## Work to be completed
In your reply, write out each entry exactly as given.
----- Records to use
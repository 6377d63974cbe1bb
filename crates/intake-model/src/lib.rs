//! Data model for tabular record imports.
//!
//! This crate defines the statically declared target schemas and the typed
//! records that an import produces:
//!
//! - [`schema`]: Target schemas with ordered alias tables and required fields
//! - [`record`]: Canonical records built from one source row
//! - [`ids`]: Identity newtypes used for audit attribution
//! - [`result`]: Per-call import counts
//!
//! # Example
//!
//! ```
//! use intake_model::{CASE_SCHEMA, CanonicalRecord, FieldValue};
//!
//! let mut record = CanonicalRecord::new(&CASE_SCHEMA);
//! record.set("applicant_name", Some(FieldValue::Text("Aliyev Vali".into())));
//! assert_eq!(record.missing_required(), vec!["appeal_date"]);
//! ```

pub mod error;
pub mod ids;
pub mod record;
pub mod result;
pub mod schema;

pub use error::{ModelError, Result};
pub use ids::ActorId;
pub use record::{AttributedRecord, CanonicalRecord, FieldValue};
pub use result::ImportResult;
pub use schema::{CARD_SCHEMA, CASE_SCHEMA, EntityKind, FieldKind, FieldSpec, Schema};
----------
## Response for this exercise
repository 6377d63974cbe1bb
filename crates/intake-model/src/lib.rs
//! Data model for tabular record imports.
//!
//! This crate defines the statically declared target schemas and the typed
//! records that an import produces:
//!
//! - [`schema`]: Target schemas with ordered alias tables and required fields
//! - [`record`]: Canonical records built from one source row
//! - [`ids`]: Identity newtypes used for audit attribution
//! - [`result`]: Per-call import counts
//!
//! # Example
//!
//! ```
//! use intake_model::{CASE_SCHEMA, CanonicalRecord, FieldValue};
//!
//! let mut record = CanonicalRecord::new(&CASE_SCHEMA);
//! record.set("applicant_name", Some(FieldValue::Text("Aliyev Vali".into())));
//! assert_eq!(record.missing_required(), vec!["appeal_date"]);
//! ```

pub mod error;
pub mod ids;
pub mod record;
pub mod result;
pub mod schema;

pub use error::{ModelError, Result};
pub use ids::ActorId;
pub use record::{AttributedRecord, CanonicalRecord, FieldValue};
pub use result::ImportResult;
pub use schema::{CARD_SCHEMA, CASE_SCHEMA, EntityKind, FieldKind, FieldSpec, Schema};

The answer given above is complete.